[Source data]
//! # Camera Implementation
//!
//! First-person camera and the controller that turns player actions into
//! rotation and a desired displacement.
//!
//! The camera never moves itself: the displacement goes through the
//! collision core first, and only the permitted part is applied.

use cgmath::*;
use std::f32::consts::FRAC_PI_2;
use web_time::Duration;

use crate::engine_state::math::Line3;
use crate::engine_state::PlayerAction;

/// Safe limit for pitch to prevent gimbal lock
const SAFE_FRAC_PI_2: f32 = FRAC_PI_2 - 0.0001;

/// Represents a first-person camera in 3D space.
///
/// Yaw 0 looks along +X, positive yaw turns toward +Z.
#[derive(Debug)]
pub struct Camera {
    /// The camera's position in world space
    pub position: Point3<f32>,
    /// Horizontal rotation (around Y axis) in radians
    pub yaw: Rad<f32>,
    /// Vertical rotation in radians, clamped short of straight up/down
    pub pitch: Rad<f32>,
    /// Normalized vector pointing where the camera looks
    pub view_vec: Vector3<f32>,
}

impl Camera {
    /// Creates a new camera with the specified position and orientation.
    ///
    /// # Example
    /// ```rust
    /// use cgmath::{Deg, Point3};
    /// use voxel_collision::engine_state::camera_state::camera::Camera;
    ///
    /// let camera = Camera::new(Point3::new(0.0, 0.0, 0.0), Deg(0.0), Deg(0.0));
    /// assert_eq!(camera.get_view_vec().x, 1.0);
    /// ```
    pub fn new<V: Into<Point3<f32>>, Y: Into<Rad<f32>>, P: Into<Rad<f32>>>(
        position: V,
        yaw: Y,
        pitch: P,
    ) -> Self {
        let mut camera = Self {
            position: position.into(),
            yaw: yaw.into(),
            pitch: pitch.into(),
            view_vec: Vector3::unit_x(),
        };
        camera.update_view_vec();
        camera
    }

    /// Gets the camera's forward direction vector.
    pub fn get_view_vec(&self) -> Vector3<f32> {
        self.view_vec
    }

    /// Look ray of length `reach` from the camera position.
    pub fn look_line(&self, reach: f32) -> Line3 {
        Line3::from_direction(self.position, self.view_vec, reach)
    }

    /// Applies the controller's rotation, resets the controller and returns
    /// the displacement it asks for over `dt`.
    ///
    /// Horizontal movement follows yaw only; up/down is along world Y.
    pub fn take_controller_updates(&mut self, controller: &mut CameraController, dt: Duration) -> Vector3<f32> {
        let dt = dt.as_secs_f32();

        // Rotate
        self.yaw += Rad(controller.rotate_horizontal) * controller.sensitivity * dt;
        self.pitch += Rad(-controller.rotate_vertical) * controller.sensitivity * dt;
        self.pitch = Rad(self.pitch.0.clamp(-SAFE_FRAC_PI_2, SAFE_FRAC_PI_2));
        self.update_view_vec();

        let (yaw_sin, yaw_cos) = self.yaw.0.sin_cos();
        let forward = Vector3::new(yaw_cos, 0.0, yaw_sin);
        let right = Vector3::new(-yaw_sin, 0.0, yaw_cos);
        let step = controller.speed * dt;

        let displacement = forward * (controller.amount_forward - controller.amount_backward) * step
            + right * (controller.amount_right - controller.amount_left) * step
            + Vector3::unit_y() * (controller.amount_up - controller.amount_down) * step;

        controller.reset();
        displacement
    }

    fn update_view_vec(&mut self) {
        let (yaw_sin, yaw_cos) = self.yaw.0.sin_cos();
        let (pitch_sin, pitch_cos) = self.pitch.0.sin_cos();
        self.view_vec = Vector3::new(pitch_cos * yaw_cos, pitch_sin, pitch_cos * yaw_sin).normalize();
    }
}

/// Handles camera movement and rotation based on player actions.
///
/// Holds the actions of the current frame until the camera consumes them.
#[derive(Debug)]
pub struct CameraController {
    amount_left: f32,
    amount_right: f32,
    amount_forward: f32,
    amount_backward: f32,
    amount_up: f32,
    amount_down: f32,

    rotate_horizontal: f32,
    rotate_vertical: f32,

    speed: f32,
    sensitivity: f32,
}

impl CameraController {
    /// Creates a new camera controller.
    ///
    /// # Arguments
    /// * `speed` - Movement speed in blocks per second
    /// * `sensitivity` - Look sensitivity multiplier
    pub fn new(speed: f32, sensitivity: f32) -> Self {
        Self {
            amount_left: 0.0,
            amount_right: 0.0,
            amount_forward: 0.0,
            amount_backward: 0.0,
            amount_up: 0.0,
            amount_down: 0.0,
            rotate_horizontal: 0.0,
            rotate_vertical: 0.0,
            speed,
            sensitivity,
        }
    }

    /// Records the movement and look actions of this frame.
    pub fn intake_actions(&mut self, actions: &PlayerAction) {
        let held = |pressed: bool| if pressed { 1.0 } else { 0.0 };
        self.amount_forward = held(actions.move_forward);
        self.amount_backward = held(actions.move_backward);
        self.amount_left = held(actions.move_left);
        self.amount_right = held(actions.move_right);
        self.amount_up = held(actions.move_up);
        self.amount_down = held(actions.move_down);
        if let Some((delta_x, delta_y)) = actions.rotate_view {
            if delta_x.abs() > 0.5 {
                self.rotate_horizontal = delta_x as f32;
            }
            if delta_y.abs() > 0.5 {
                self.rotate_vertical = delta_y as f32;
            }
        }
    }

    /// Whether there is anything for the camera to apply.
    pub fn has_updates(&self) -> bool {
        self.amount_forward > 0.0
            || self.amount_backward > 0.0
            || self.amount_left > 0.0
            || self.amount_right > 0.0
            || self.amount_up > 0.0
            || self.amount_down > 0.0
            || self.rotate_horizontal != 0.0
            || self.rotate_vertical != 0.0
    }

    fn reset(&mut self) {
        *self = Self::new(self.speed, self.sensitivity);
    }
}

#[cfg(test)]
mod tests {
    use super::*;

    #[test]
    fn forward_at_zero_yaw_moves_along_x() {
        let mut camera = Camera::new(Point3::new(0.0, 0.0, 0.0), Deg(0.0), Deg(0.0));
        let mut controller = CameraController::new(4.0, 2.0);
        controller.intake_actions(&PlayerAction {
            move_forward: true,
            ..PlayerAction::default()
        });
        assert!(controller.has_updates());

        let displacement = camera.take_controller_updates(&mut controller, Duration::from_millis(250));
        assert_eq!(displacement, Vector3::new(1.0, 0.0, 0.0));
        assert!(!controller.has_updates());
        assert_eq!(camera.position, Point3::new(0.0, 0.0, 0.0));
    }

    #[test]
    fn vertical_movement_ignores_yaw() {
        let mut camera = Camera::new(Point3::new(0.0, 0.0, 0.0), Deg(37.0), Deg(10.0));
        let mut controller = CameraController::new(2.0, 1.0);
        controller.intake_actions(&PlayerAction {
            move_down: true,
            ..PlayerAction::default()
        });
        let displacement = camera.take_controller_updates(&mut controller, Duration::from_millis(500));
        assert_eq!(displacement, Vector3::new(0.0, -1.0, 0.0));
    }

    #[test]
    fn pitch_is_clamped() {
        let mut camera = Camera::new(Point3::new(0.0, 0.0, 0.0), Deg(0.0), Deg(0.0));
        let mut controller = CameraController::new(1.0, 1.0);
        controller.intake_actions(&PlayerAction {
            rotate_view: Some((0.0, -1000.0)),
            ..PlayerAction::default()
        });
        camera.take_controller_updates(&mut controller, Duration::from_secs(1));
        assert!(camera.pitch.0 <= SAFE_FRAC_PI_2);
        assert!(camera.get_view_vec().y > 0.99);
    }

    #[test]
    fn look_line_has_reach_length() {
        let camera = Camera::new(Point3::new(1.0, 2.0, 3.0), Deg(90.0), Deg(0.0));
        let line = camera.look_line(5.0);
        assert_eq!(line.origin, Point3::new(1.0, 2.0, 3.0));
        assert!((line.span.magnitude() - 5.0).abs() < 1e-4);
        assert!((line.span.z - 5.0).abs() < 1e-4);
    }
}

**To do**
Word for word, write out all of the entries again.

**Answer to this exercise**
//! # Camera Implementation
//!
//! First-person camera and the controller that turns player actions into
//! rotation and a desired displacement.
//!
//! The camera never moves itself: the displacement goes through the
//! collision core first, and only the permitted part is applied.

use cgmath::*;
use std::f32::consts::FRAC_PI_2;
use web_time::Duration;

use crate::engine_state::math::Line3;
use crate::engine_state::PlayerAction;

/// Safe limit for pitch to prevent gimbal lock
const SAFE_FRAC_PI_2: f32 = FRAC_PI_2 - 0.0001;

/// Represents a first-person camera in 3D space.
///
/// Yaw 0 looks along +X, positive yaw turns toward +Z.
#[derive(Debug)]
pub struct Camera {
    /// The camera's position in world space
    pub position: Point3<f32>,
    /// Horizontal rotation (around Y axis) in radians
    pub yaw: Rad<f32>,
    /// Vertical rotation in radians, clamped short of straight up/down
    pub pitch: Rad<f32>,
    /// Normalized vector pointing where the camera looks
    pub view_vec: Vector3<f32>,
}

impl Camera {
    /// Creates a new camera with the specified position and orientation.
    ///
    /// # Example
    /// ```rust
    /// use cgmath::{Deg, Point3};
    /// use voxel_collision::engine_state::camera_state::camera::Camera;
    ///
    /// let camera = Camera::new(Point3::new(0.0, 0.0, 0.0), Deg(0.0), Deg(0.0));
    /// assert_eq!(camera.get_view_vec().x, 1.0);
    /// ```
    pub fn new<V: Into<Point3<f32>>, Y: Into<Rad<f32>>, P: Into<Rad<f32>>>(
        position: V,
        yaw: Y,
        pitch: P,
    ) -> Self {
        let mut camera = Self {
            position: position.into(),
            yaw: yaw.into(),
            pitch: pitch.into(),
            view_vec: Vector3::unit_x(),
        };
        camera.update_view_vec();
        camera
    }

    /// Gets the camera's forward direction vector.
    pub fn get_view_vec(&self) -> Vector3<f32> {
        self.view_vec
    }

    /// Look ray of length `reach` from the camera position.
    pub fn look_line(&self, reach: f32) -> Line3 {
        Line3::from_direction(self.position, self.view_vec, reach)
    }

    /// Applies the controller's rotation, resets the controller and returns
    /// the displacement it asks for over `dt`.
    ///
    /// Horizontal movement follows yaw only; up/down is along world Y.
    pub fn take_controller_updates(&mut self, controller: &mut CameraController, dt: Duration) -> Vector3<f32> {
        let dt = dt.as_secs_f32();

        // Rotate
        self.yaw += Rad(controller.rotate_horizontal) * controller.sensitivity * dt;
        self.pitch += Rad(-controller.rotate_vertical) * controller.sensitivity * dt;
        self.pitch = Rad(self.pitch.0.clamp(-SAFE_FRAC_PI_2, SAFE_FRAC_PI_2));
        self.update_view_vec();

        let (yaw_sin, yaw_cos) = self.yaw.0.sin_cos();
        let forward = Vector3::new(yaw_cos, 0.0, yaw_sin);
        let right = Vector3::new(-yaw_sin, 0.0, yaw_cos);
        let step = controller.speed * dt;

        let displacement = forward * (controller.amount_forward - controller.amount_backward) * step
            + right * (controller.amount_right - controller.amount_left) * step
            + Vector3::unit_y() * (controller.amount_up - controller.amount_down) * step;

        controller.reset();
        displacement
    }

    fn update_view_vec(&mut self) {
        let (yaw_sin, yaw_cos) = self.yaw.0.sin_cos();
        let (pitch_sin, pitch_cos) = self.pitch.0.sin_cos();
        self.view_vec = Vector3::new(pitch_cos * yaw_cos, pitch_sin, pitch_cos * yaw_sin).normalize();
    }
}

/// Handles camera movement and rotation based on player actions.
///
/// Holds the actions of the current frame until the camera consumes them.
#[derive(Debug)]
pub struct CameraController {
    amount_left: f32,
    amount_right: f32,
    amount_forward: f32,
    amount_backward: f32,
    amount_up: f32,
    amount_down: f32,

    rotate_horizontal: f32,
    rotate_vertical: f32,

    speed: f32,
    sensitivity: f32,
}

impl CameraController {
    /// Creates a new camera controller.
    ///
    /// # Arguments
    /// * `speed` - Movement speed in blocks per second
    /// * `sensitivity` - Look sensitivity multiplier
    pub fn new(speed: f32, sensitivity: f32) -> Self {
        Self {
            amount_left: 0.0,
            amount_right: 0.0,
            amount_forward: 0.0,
            amount_backward: 0.0,
            amount_up: 0.0,
            amount_down: 0.0,
            rotate_horizontal: 0.0,
            rotate_vertical: 0.0,
            speed,
            sensitivity,
        }
    }

    /// Records the movement and look actions of this frame.
    pub fn intake_actions(&mut self, actions: &PlayerAction) {
        let held = |pressed: bool| if pressed { 1.0 } else { 0.0 };
        self.amount_forward = held(actions.move_forward);
        self.amount_backward = held(actions.move_backward);
        self.amount_left = held(actions.move_left);
        self.amount_right = held(actions.move_right);
        self.amount_up = held(actions.move_up);
        self.amount_down = held(actions.move_down);
        if let Some((delta_x, delta_y)) = actions.rotate_view {
            if delta_x.abs() > 0.5 {
                self.rotate_horizontal = delta_x as f32;
            }
            if delta_y.abs() > 0.5 {
                self.rotate_vertical = delta_y as f32;
            }
        }
    }

    /// Whether there is anything for the camera to apply.
    pub fn has_updates(&self) -> bool {
        self.amount_forward > 0.0
            || self.amount_backward > 0.0
            || self.amount_left > 0.0
            || self.amount_right > 0.0
            || self.amount_up > 0.0
            || self.amount_down > 0.0
            || self.rotate_horizontal != 0.0
            || self.rotate_vertical != 0.0
    }

    fn reset(&mut self) {
        *self = Self::new(self.speed, self.sensitivity);
    }
}

#[cfg(test)]
mod tests {
    use super::*;

    #[test]
    fn forward_at_zero_yaw_moves_along_x() {
        let mut camera = Camera::new(Point3::new(0.0, 0.0, 0.0), Deg(0.0), Deg(0.0));
        let mut controller = CameraController::new(4.0, 2.0);
        controller.intake_actions(&PlayerAction {
            move_forward: true,
            ..PlayerAction::default()
        });
        assert!(controller.has_updates());

        let displacement = camera.take_controller_updates(&mut controller, Duration::from_millis(250));
        assert_eq!(displacement, Vector3::new(1.0, 0.0, 0.0));
        assert!(!controller.has_updates());
        assert_eq!(camera.position, Point3::new(0.0, 0.0, 0.0));
    }

    #[test]
    fn vertical_movement_ignores_yaw() {
        let mut camera = Camera::new(Point3::new(0.0, 0.0, 0.0), Deg(37.0), Deg(10.0));
        let mut controller = CameraController::new(2.0, 1.0);
        controller.intake_actions(&PlayerAction {
            move_down: true,
            ..PlayerAction::default()
        });
        let displacement = camera.take_controller_updates(&mut controller, Duration::from_millis(500));
        assert_eq!(displacement, Vector3::new(0.0, -1.0, 0.0));
    }

    #[test]
    fn pitch_is_clamped() {
        let mut camera = Camera::new(Point3::new(0.0, 0.0, 0.0), Deg(0.0), Deg(0.0));
        let mut controller = CameraController::new(1.0, 1.0);
        controller.intake_actions(&PlayerAction {
            rotate_view: Some((0.0, -1000.0)),
            ..PlayerAction::default()
        });
        camera.take_controller_updates(&mut controller, Duration::from_secs(1));
        assert!(camera.pitch.0 <= SAFE_FRAC_PI_2);
        assert!(camera.get_view_vec().y > 0.99);
    }

    #[test]
    fn look_line_has_reach_length() {
        let camera = Camera::new(Point3::new(1.0, 2.0, 3.0), Deg(90.0), Deg(0.0));
        let line = camera.look_line(5.0);
        assert_eq!(line.origin, Point3::new(1.0, 2.0, 3.0));
        assert!((line.span.magnitude() - 5.0).abs() < 1e-4);
        assert!((line.span.z - 5.0).abs() < 1e-4);
    }
}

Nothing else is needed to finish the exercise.